Still, we are optimistic Latin America can and will fully embrace #DigitalTransformation. Our telecommunications infrastructure has passed a formidable stress test with high marks since March of 2020. Now is the time to take further steps, based on smart digital regulation (neutral, global and innovative), and public-private partnerships (including increasing the capital of development banks). We call for a comprehensive regulatory revamp to prepare for the challenges of the coming 20 years, not just for the next few quarters. Data protection and privacy, IP protection, anti-piracy efforts, cheaper access to and efficient management of spectrum, and tax reform are key areas.

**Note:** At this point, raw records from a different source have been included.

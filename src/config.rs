use crate::audio::TransformConfig;

#[derive(Debug, Clone)]
pub struct Config {
    // 信令配置
    pub signaling_url: &'static str,
    pub username: String,
    pub max_retry_delay_secs: u64,

    // 信令服务器配置
    pub server_bind_ip: &'static str,
    pub server_port: u16,

    // 音频变换配置
    pub transform_enabled: bool,
    pub pulse_min_hz: f32,
    pub pulse_max_hz: f32,
    pub tone_min_hz: f32,
    pub tone_max_hz: f32,
    pub right_shift: f32,

    // 音频缓冲与输出
    pub max_channels: usize,
    pub max_frames: usize,
    pub audio_output: &'static str,
    pub playback_device: &'static str,

    pub ice_servers: Vec<String>,
}

impl Config {
    /// 从编译时设置的环境变量创建配置
    /// 所有参数都在编译时从 config.toml 中读取
    pub fn new() -> Result<Self, &'static str> {
        Ok(Self {
            signaling_url: env!("SIGNALING_URL"),
            username: env!("SIGNALING_USERNAME").to_string(),
            max_retry_delay_secs: env!("SIGNALING_MAX_RETRY_DELAY_SECS").parse()
                .map_err(|_| "Failed to parse SIGNALING_MAX_RETRY_DELAY_SECS")?,

            server_bind_ip: env!("SERVER_BIND_IP"),
            server_port: env!("SERVER_PORT").parse()
                .map_err(|_| "Failed to parse SERVER_PORT")?,

            transform_enabled: env!("TRANSFORM_ENABLED").parse()
                .map_err(|_| "Failed to parse TRANSFORM_ENABLED")?,
            pulse_min_hz: env!("TRANSFORM_PULSE_MIN_HZ").parse()
                .map_err(|_| "Failed to parse TRANSFORM_PULSE_MIN_HZ")?,
            pulse_max_hz: env!("TRANSFORM_PULSE_MAX_HZ").parse()
                .map_err(|_| "Failed to parse TRANSFORM_PULSE_MAX_HZ")?,
            tone_min_hz: env!("TRANSFORM_TONE_MIN_HZ").parse()
                .map_err(|_| "Failed to parse TRANSFORM_TONE_MIN_HZ")?,
            tone_max_hz: env!("TRANSFORM_TONE_MAX_HZ").parse()
                .map_err(|_| "Failed to parse TRANSFORM_TONE_MAX_HZ")?,
            right_shift: env!("TRANSFORM_RIGHT_SHIFT").parse()
                .map_err(|_| "Failed to parse TRANSFORM_RIGHT_SHIFT")?,

            max_channels: env!("AUDIO_MAX_CHANNELS").parse()
                .map_err(|_| "Failed to parse AUDIO_MAX_CHANNELS")?,
            max_frames: env!("AUDIO_MAX_FRAMES").parse()
                .map_err(|_| "Failed to parse AUDIO_MAX_FRAMES")?,
            audio_output: env!("AUDIO_OUTPUT"),
            playback_device: env!("AUDIO_PLAYBACK_DEVICE"),

            ice_servers: env!("ICE_SERVERS")
                .split(',')
                .map(str::trim)
                .filter(|s| !s.is_empty())
                .map(String::from)
                .collect(),
        })
    }

    /// Transform parameters handed to every connection controller.
    pub fn transform(&self) -> TransformConfig {
        TransformConfig {
            enabled: self.transform_enabled,
            pulse_hz: (self.pulse_min_hz, self.pulse_max_hz),
            tone_hz: (self.tone_min_hz, self.tone_max_hz),
            right_shift: self.right_shift,
            buffer_capacity: self.max_channels * self.max_frames,
        }
    }
}

impl Default for Config {
    fn default() -> Self {
        Self::new().expect("Failed to create default Config from build-time environment variables")
    }
}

The current mobilization of money, politics and ideas is unprecedented. And so is the opportunity that the situation has created for Latin America and the Caribbean. Carpe Diem!

Karim Lesina is executive vice president and chief external affairs officer at Millicom

Angel Melguizo is vice president of external and regulatory affairs at VRIO Latin America

The opinions expressed in this post are those of the authors. They do not purport to reflect the opinions or views of their employers, the Inter-American Dialogue or the Latin America Advisor publications.